- Data extracts:
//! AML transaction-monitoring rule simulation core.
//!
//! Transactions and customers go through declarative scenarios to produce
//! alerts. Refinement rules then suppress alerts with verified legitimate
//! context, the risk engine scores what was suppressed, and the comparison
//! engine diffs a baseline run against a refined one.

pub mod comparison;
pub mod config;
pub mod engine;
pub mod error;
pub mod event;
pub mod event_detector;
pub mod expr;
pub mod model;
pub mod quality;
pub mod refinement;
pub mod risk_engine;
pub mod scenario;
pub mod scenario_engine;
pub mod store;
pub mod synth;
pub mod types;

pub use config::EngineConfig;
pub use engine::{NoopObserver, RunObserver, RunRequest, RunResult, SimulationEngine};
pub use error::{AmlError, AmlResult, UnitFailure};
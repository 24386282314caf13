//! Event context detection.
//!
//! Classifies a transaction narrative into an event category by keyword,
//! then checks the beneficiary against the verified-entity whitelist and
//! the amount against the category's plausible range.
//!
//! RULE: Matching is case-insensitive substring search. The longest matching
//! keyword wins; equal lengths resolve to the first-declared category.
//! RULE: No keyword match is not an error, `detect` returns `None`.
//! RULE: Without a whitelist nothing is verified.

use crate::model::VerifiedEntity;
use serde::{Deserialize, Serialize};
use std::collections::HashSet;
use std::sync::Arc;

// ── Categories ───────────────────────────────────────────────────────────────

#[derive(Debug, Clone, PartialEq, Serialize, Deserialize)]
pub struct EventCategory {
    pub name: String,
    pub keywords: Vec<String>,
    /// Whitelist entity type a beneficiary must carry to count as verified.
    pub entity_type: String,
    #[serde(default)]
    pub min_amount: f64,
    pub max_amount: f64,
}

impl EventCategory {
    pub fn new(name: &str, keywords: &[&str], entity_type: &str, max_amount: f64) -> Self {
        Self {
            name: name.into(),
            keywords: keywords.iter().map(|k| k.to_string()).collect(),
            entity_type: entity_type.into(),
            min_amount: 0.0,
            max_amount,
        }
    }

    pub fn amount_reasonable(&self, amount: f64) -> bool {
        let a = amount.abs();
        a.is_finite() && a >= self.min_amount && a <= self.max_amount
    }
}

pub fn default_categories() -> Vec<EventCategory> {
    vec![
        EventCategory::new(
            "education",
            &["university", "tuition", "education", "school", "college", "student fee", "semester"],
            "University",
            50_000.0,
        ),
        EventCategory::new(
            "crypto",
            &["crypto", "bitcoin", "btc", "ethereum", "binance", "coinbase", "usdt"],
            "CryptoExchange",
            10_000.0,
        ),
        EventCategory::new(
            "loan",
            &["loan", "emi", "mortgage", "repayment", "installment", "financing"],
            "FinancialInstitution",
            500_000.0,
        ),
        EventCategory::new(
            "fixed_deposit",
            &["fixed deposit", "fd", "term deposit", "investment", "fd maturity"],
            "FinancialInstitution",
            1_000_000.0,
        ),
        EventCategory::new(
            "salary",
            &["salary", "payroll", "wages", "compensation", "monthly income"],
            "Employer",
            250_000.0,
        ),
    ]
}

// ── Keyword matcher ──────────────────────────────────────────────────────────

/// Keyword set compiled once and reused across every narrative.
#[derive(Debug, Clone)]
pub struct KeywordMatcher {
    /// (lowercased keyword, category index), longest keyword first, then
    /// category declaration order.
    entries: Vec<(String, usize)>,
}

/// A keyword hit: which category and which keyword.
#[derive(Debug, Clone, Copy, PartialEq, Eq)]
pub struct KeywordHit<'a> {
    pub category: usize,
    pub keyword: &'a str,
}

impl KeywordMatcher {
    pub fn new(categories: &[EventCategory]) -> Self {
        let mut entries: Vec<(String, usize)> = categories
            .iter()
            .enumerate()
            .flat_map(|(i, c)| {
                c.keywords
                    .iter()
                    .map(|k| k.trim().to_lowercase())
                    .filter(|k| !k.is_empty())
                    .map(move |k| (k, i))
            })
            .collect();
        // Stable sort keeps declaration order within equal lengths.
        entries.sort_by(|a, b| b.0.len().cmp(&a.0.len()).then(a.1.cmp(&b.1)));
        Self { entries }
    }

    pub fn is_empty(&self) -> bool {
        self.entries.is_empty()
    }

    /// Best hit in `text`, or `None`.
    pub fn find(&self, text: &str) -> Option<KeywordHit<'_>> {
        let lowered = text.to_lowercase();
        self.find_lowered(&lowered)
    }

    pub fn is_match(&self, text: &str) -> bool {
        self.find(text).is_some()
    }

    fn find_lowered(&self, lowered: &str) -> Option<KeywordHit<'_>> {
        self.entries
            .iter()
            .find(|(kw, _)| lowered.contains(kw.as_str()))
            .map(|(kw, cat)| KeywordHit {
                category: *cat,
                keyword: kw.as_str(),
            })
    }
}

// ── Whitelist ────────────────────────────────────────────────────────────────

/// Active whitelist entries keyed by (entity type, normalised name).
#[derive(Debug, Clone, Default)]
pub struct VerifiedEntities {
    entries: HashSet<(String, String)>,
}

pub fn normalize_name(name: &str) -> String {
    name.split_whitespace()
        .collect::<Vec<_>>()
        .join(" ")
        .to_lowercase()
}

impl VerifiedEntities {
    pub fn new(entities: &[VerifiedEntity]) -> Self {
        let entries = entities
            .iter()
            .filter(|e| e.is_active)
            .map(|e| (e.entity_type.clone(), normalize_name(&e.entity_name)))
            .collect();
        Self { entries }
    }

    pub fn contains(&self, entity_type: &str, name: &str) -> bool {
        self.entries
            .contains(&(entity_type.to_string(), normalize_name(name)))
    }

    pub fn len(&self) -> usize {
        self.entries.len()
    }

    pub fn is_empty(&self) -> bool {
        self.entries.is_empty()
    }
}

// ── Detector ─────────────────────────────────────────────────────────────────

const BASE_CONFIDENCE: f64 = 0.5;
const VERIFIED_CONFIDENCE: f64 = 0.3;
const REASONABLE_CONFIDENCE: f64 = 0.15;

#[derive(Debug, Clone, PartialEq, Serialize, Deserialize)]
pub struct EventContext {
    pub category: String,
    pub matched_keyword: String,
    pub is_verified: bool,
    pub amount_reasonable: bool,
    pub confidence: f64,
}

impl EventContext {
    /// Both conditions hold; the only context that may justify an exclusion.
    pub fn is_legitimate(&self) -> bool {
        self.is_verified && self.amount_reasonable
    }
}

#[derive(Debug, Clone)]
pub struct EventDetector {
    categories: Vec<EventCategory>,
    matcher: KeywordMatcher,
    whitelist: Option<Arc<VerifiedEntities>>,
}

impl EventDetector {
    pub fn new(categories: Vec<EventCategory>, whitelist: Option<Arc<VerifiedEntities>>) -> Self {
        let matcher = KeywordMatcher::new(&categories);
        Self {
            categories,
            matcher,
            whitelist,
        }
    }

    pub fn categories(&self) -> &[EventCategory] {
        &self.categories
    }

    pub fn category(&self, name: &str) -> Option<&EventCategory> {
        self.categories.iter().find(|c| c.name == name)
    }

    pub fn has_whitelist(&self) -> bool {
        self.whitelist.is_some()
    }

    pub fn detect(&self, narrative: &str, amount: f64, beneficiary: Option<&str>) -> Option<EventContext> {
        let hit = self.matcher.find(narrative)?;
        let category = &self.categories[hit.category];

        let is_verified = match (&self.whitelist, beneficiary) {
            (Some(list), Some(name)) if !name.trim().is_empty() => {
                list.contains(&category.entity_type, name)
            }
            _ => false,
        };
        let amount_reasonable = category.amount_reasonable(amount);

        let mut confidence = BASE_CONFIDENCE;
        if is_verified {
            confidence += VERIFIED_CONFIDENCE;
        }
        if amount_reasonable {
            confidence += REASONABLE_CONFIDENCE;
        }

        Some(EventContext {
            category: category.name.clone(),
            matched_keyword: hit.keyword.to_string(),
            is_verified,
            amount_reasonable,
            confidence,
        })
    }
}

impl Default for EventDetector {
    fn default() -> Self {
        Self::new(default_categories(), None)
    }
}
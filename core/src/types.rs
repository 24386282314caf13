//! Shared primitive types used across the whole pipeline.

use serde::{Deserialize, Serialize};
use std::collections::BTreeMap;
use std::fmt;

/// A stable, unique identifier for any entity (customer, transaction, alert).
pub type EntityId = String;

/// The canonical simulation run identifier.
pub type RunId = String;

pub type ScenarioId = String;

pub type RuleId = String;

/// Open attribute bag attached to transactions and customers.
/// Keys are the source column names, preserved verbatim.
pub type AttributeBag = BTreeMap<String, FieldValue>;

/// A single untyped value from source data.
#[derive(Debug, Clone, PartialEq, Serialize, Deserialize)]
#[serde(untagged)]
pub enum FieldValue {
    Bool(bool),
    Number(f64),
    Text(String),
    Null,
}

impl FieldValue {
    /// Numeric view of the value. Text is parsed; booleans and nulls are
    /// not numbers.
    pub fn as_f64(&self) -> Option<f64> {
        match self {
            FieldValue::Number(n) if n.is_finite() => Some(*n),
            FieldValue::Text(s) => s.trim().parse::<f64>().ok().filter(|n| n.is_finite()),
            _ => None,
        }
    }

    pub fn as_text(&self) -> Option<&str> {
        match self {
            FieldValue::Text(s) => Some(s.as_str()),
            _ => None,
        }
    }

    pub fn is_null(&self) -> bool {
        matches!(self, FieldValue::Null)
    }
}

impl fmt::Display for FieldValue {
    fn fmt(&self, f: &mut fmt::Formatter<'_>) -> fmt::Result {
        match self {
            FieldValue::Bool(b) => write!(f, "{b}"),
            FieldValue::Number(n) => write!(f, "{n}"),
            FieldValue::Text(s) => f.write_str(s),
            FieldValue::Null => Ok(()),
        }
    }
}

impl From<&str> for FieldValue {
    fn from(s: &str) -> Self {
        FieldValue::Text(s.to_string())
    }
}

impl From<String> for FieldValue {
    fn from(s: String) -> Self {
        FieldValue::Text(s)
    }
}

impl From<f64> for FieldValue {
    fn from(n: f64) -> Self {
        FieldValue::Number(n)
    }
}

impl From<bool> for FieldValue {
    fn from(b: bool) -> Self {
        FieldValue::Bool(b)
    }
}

- Activity:
Using the material above, quote the first line and each line after it, stopping at and including the line that holds "pub mod scenario_engine;".

- Response box:
//! AML transaction-monitoring rule simulation core.
//!
//! Transactions and customers go through declarative scenarios to produce
//! alerts. Refinement rules then suppress alerts with verified legitimate
//! context, the risk engine scores what was suppressed, and the comparison
//! engine diffs a baseline run against a refined one.

pub mod comparison;
pub mod config;
pub mod engine;
pub mod error;
pub mod event;
pub mod event_detector;
pub mod expr;
pub mod model;
pub mod quality;
pub mod refinement;
pub mod risk_engine;
pub mod scenario;
pub mod scenario_engine;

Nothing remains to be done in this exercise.